### Data for review
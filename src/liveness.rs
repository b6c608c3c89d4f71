//! Liveness detection for the incoming block stream.

use std::time::{Duration, SystemTime, UNIX_EPOCH};

use crate::pb::substreams::v1::Clock;

/// Decides whether the stream has caught up with the chain head.
///
/// Once a checker has returned `true` for any clock it must keep returning
/// `true` unconditionally; the signal is sticky for the life of the sinker.
pub trait LivenessChecker: Send {
    fn is_live(&mut self, clock: &Clock) -> bool;
}

/// Default [`LivenessChecker`]: a block is live when its timestamp is within
/// `delta` of the current time.
pub struct DeltaLivenessChecker {
    delta: Duration,
    now_fn: Box<dyn Fn() -> SystemTime + Send + Sync>,
    is_live: bool,
}

impl DeltaLivenessChecker {
    #[must_use]
    pub fn new(delta: Duration) -> Self {
        Self {
            delta,
            now_fn: Box::new(SystemTime::now),
            is_live: false,
        }
    }

    #[cfg(test)]
    fn with_now(delta: Duration, now_fn: impl Fn() -> SystemTime + Send + Sync + 'static) -> Self {
        Self {
            delta,
            now_fn: Box::new(now_fn),
            is_live: false,
        }
    }
}

impl LivenessChecker for DeltaLivenessChecker {
    fn is_live(&mut self, clock: &Clock) -> bool {
        if self.is_live {
            return true;
        }

        let Some(timestamp) = &clock.timestamp else {
            return false;
        };

        let Ok(seconds) = u64::try_from(timestamp.seconds) else {
            return false;
        };
        let Ok(nanos) = u32::try_from(timestamp.nanos) else {
            return false;
        };
        let block_time = UNIX_EPOCH + Duration::new(seconds, nanos);

        let now = (self.now_fn)();
        if let Ok(age) = now.duration_since(block_time) {
            if age <= self.delta {
                self.is_live = true;
            }
        } else {
            // Block timestamp is ahead of our clock, the stream is at the head.
            self.is_live = true;
        }

        self.is_live
    }
}
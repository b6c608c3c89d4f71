//! Metric names exported by the sink.
//!
//! The crate records through the `metrics` facade; wiring an actual exporter
//! (Prometheus or otherwise) is the embedding application's job.

use metrics::{describe_counter, describe_gauge};

pub const HEAD_BLOCK_NUMBER: &str = "substreams_sink_head_block_number";
pub const ERROR_COUNT: &str = "substreams_sink_error";
pub const DATA_MESSAGE_COUNT: &str = "substreams_sink_data_message";
pub const DATA_MESSAGE_SIZE_BYTES: &str = "substreams_sink_data_message_size_bytes";
pub const UNDO_MESSAGE_COUNT: &str = "substreams_sink_undo_message";
pub const PROGRESS_MESSAGE_COUNT: &str = "substreams_sink_progress_message";
pub const PROGRESS_LAST_PROCESSED_BLOCK: &str = "substreams_sink_progress_last_processed_block";
pub const PROGRESS_RUNNING_JOBS: &str = "substreams_sink_progress_running_jobs";
pub const PROGRESS_TOTAL_PROCESSED_BLOCKS: &str = "substreams_sink_progress_total_processed_blocks";
pub const PROGRESS_LAST_CONTIGUOUS_BLOCK: &str = "substreams_sink_progress_last_contiguous_block";

/// Registers help text for every metric the sink emits. Call once at
/// startup, after installing a recorder.
pub fn describe_metrics() {
    describe_gauge!(
        HEAD_BLOCK_NUMBER,
        "Last block number received from the Substreams stream"
    );
    describe_counter!(
        ERROR_COUNT,
        "The error count we encountered when interacting with Substreams for which we had to restart the connection loop"
    );
    describe_counter!(DATA_MESSAGE_COUNT, "The number of data messages received");
    describe_counter!(
        DATA_MESSAGE_SIZE_BYTES,
        "Total size in bytes of data message payloads received"
    );
    describe_counter!(
        UNDO_MESSAGE_COUNT,
        "The number of block undo messages received"
    );
    describe_counter!(
        PROGRESS_MESSAGE_COUNT,
        "The number of progress messages received, labeled by module"
    );
    describe_gauge!(
        PROGRESS_LAST_PROCESSED_BLOCK,
        "Last processed block reported by a backprocessing job, labeled by stage"
    );
    describe_gauge!(
        PROGRESS_RUNNING_JOBS,
        "Number of running backprocessing jobs, labeled by stage"
    );
    describe_gauge!(
        PROGRESS_TOTAL_PROCESSED_BLOCKS,
        "Total number of blocks processed by backprocessing jobs"
    );
    describe_gauge!(
        PROGRESS_LAST_CONTIGUOUS_BLOCK,
        "End of the first contiguous range of completed blocks, labeled by stage"
    );
}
######
:: What is expected ::
Report each line of the data in which "impl" occurs.

:: Answer to the problem ::
impl DeltaLivenessChecker {
    fn with_now(delta: Duration, now_fn: impl Fn() -> SystemTime + Send + Sync + 'static) -> Self {
impl LivenessChecker for DeltaLivenessChecker {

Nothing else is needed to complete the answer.